Updated: Feb 9, 2023

"You are only as young as your spine is flexible." Bob Harper


Does your lower back hurt or feel stiff?


With function changes at work my day turned from fairly active to desk-bound only. I have the luxury of having a raisable desk and buying a memory foam seat-cushion by @everlasting_comfort allows be to change my seating position from regular to crossed-legged or even squatting. The variety helps me to keep the spine moving and not to crouch.

My latest addition is a balance board to motivate me even more to raise my desk as I can keep moving or train my balance.



But I still catch myself getting lower back pain if I don’t move and stretch enough.


Therefore I want to share 4 poses with you that help me a lot.


To mention upfront, the postures should be performed according to your personal ability to do so. The golden rule is 'if it doesn't feel right then don't do it'. None of these poses should inflict pain.

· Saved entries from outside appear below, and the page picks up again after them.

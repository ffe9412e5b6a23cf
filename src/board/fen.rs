// FEN parsing/setter su Board
use super::{
    Board, BoardState, Color, Piece, PieceKind, BLACK_KINGSIDE, BLACK_QUEENSIDE, WHITE_KINGSIDE,
    WHITE_QUEENSIDE,
};
use super::moves::en_passant_victim;
use crate::error::{FenError, LeoneResult};
use crate::utils::{from_algebraic, to_algebraic};

pub const START_FEN: &str = "rnbqkbnr/pppppppp/8/8/8/8/PPPPPPPP/RNBQKBNR w KQkq - 0 1";

impl Board {
    pub fn from_fen(fen: &str) -> Result<Board, FenError> {
        let mut board = Board::new();
        board.set_fen(fen)?;
        Ok(board)
    }

    /// Set up a FEN position and replay `moves` (UCI text) on top of it.
    /// Clears the repetition counts.
    pub fn set_position<S: AsRef<str>>(&mut self, fen: &str, moves: &[S]) -> LeoneResult<()> {
        self.set_fen(fen)?;
        for text in moves {
            let mv = self.parse_move(text.as_ref())?;
            self.make_move(mv);
        }
        tracing::trace!(fen, moves = moves.len(), hash = self.zobrist, "position set");
        Ok(())
    }

    /// Parse the six FEN fields. Trailing fields may be omitted and default
    /// to `w - - 0 1`.
    pub fn set_fen(&mut self, fen: &str) -> Result<(), FenError> {
        let mut parts = fen.split_whitespace();
        let placement = parts.next().ok_or(FenError::MissingBoard)?;
        let side_part = parts.next().unwrap_or("w");
        let castle_part = parts.next().unwrap_or("-");
        let ep_part = parts.next().unwrap_or("-");
        let halfmove_part = parts.next().unwrap_or("0");
        let fullmove_part = parts.next().unwrap_or("1");

        let ranks: Vec<&str> = placement.split('/').collect();
        if ranks.len() != 8 {
            return Err(FenError::RankCount(ranks.len()));
        }
        // Validate before touching the board
        let mut placed = Vec::with_capacity(32);
        for (i, rank_part) in ranks.iter().enumerate() {
            let rank = 7 - i;
            let mut file = 0usize;
            for ch in rank_part.chars() {
                if let Some(run) = ch.to_digit(10) {
                    file += run as usize;
                } else {
                    let piece = Piece::from_char(ch).ok_or(FenError::InvalidPiece(ch))?;
                    if file < 8 {
                        placed.push((piece, rank * 8 + file));
                    }
                    file += 1;
                }
            }
            if file != 8 {
                return Err(FenError::RankLength { rank: rank + 1, files: file });
            }
        }

        for (color, name) in [(Color::White, "white"), (Color::Black, "black")] {
            let count = placed
                .iter()
                .filter(|(p, _)| p.color == color && p.kind == PieceKind::King)
                .count() as u32;
            if count != 1 {
                return Err(FenError::KingCount { color: name, count });
            }
        }

        let side = match side_part {
            "w" => Color::White,
            "b" => Color::Black,
            other => return Err(FenError::InvalidSide(other.to_string())),
        };

        let mut castling = 0u8;
        for ch in castle_part.chars() {
            castling |= match ch {
                'K' => WHITE_KINGSIDE,
                'Q' => WHITE_QUEENSIDE,
                'k' => BLACK_KINGSIDE,
                'q' => BLACK_QUEENSIDE,
                '-' => 0,
                other => return Err(FenError::InvalidCastling(other)),
            };
        }

        let ep_square = match ep_part {
            "-" => None,
            text => match from_algebraic(text) {
                // The target lies behind a pawn the opponent just pushed
                Some(sq) if side == Color::White && sq / 8 == 5 => Some(sq),
                Some(sq) if side == Color::Black && sq / 8 == 2 => Some(sq),
                _ => return Err(FenError::InvalidEnPassant(text.to_string())),
            },
        };
        let double_push = ep_square.map(|ep| en_passant_victim(ep, side));

        let halfmove = halfmove_part
            .parse()
            .map_err(|_| FenError::InvalidCounter(halfmove_part.to_string()))?;
        let fullmove = fullmove_part
            .parse()
            .map_err(|_| FenError::InvalidCounter(fullmove_part.to_string()))?;

        self.clear();
        for (piece, sq) in placed {
            self.put_piece(piece, sq);
        }

        let root = BoardState {
            side,
            castling,
            double_push,
            ep_square,
            halfmove,
            fullmove,
            ..BoardState::default()
        };
        let keys = &self.tables.zobrist;
        self.zobrist ^= keys.state(self.state()) ^ keys.state(&root);
        self.history[0] = root;
        self.fill_moves();
        Ok(())
    }

    pub fn to_fen(&self) -> String {
        let mut fen = String::with_capacity(90);
        for rank in (0..8).rev() {
            let mut empty = 0;
            for file in 0..8 {
                match self.piece_at(rank * 8 + file) {
                    Some(piece) => {
                        if empty > 0 {
                            fen.push(char::from(b'0' + empty));
                            empty = 0;
                        }
                        fen.push(piece.to_char());
                    }
                    None => empty += 1,
                }
            }
            if empty > 0 {
                fen.push(char::from(b'0' + empty));
            }
            if rank > 0 {
                fen.push('/');
            }
        }

        let state = self.state();
        fen.push(' ');
        fen.push(if state.side == Color::White { 'w' } else { 'b' });
        fen.push(' ');
        if state.castling == 0 {
            fen.push('-');
        } else {
            for (flag, c) in [
                (WHITE_KINGSIDE, 'K'),
                (WHITE_QUEENSIDE, 'Q'),
                (BLACK_KINGSIDE, 'k'),
                (BLACK_QUEENSIDE, 'q'),
            ] {
                if state.castling & flag != 0 {
                    fen.push(c);
                }
            }
        }
        fen.push(' ');
        match state.ep_square {
            Some(sq) => fen.push_str(&to_algebraic(sq)),
            None => fen.push('-'),
        }
        fen.push_str(&format!(" {} {}", state.halfmove, state.fullmove));
        fen
    }
}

If you are experiencing pain, be sure to check in with a medical professional.



1) Reclined Twist (Supta Matsyendrasana)

Reclined Twist (Supta Matsyendrasana)

Benefits:

  • Releases the lower back

  • Opens tight shoulders

  • Elongates supporting spinal muscles

  • Improves digestion

  • Roots the body and quiets the mind

How to do it:

Lie down on your yoga mat with your legs extended and arms by your side. Take a few deep breaths. Once you are ready with your next exhale engage the core and move your left knee up to your chest, placing your hand on the knee. Your shoulders should be relaxed and away from the ears, shoulder blades lying on the mat.

Take a few breaths here or right away with your next exhale guide your knee over your body to the right side of your body. This movement allows your spine to twist. Move with caution and listen carefully to your body. Over time your knee may touch the floor.


As your left knee is on the floor, your right arm is pointing away from your shoulder while being grounded on the mat. Your gaze follows along your arm to your hand.


If you prefer, close your eyes here and stay in this position for a few deep breaths. Recommended are 5-10 breaths.


To release the position, with the next inhale bring your leg back to center and extend.


Now repeat with the opposite side.


Contraindications:

I personally tend to feel a slight resistance when I hit the tight spine spot during the twist. If you feel this also, don't push it. Just breath and let the twist work it's magic. Shortly after I personally feel a slight pop, the tension is released and my body goes further into the twist.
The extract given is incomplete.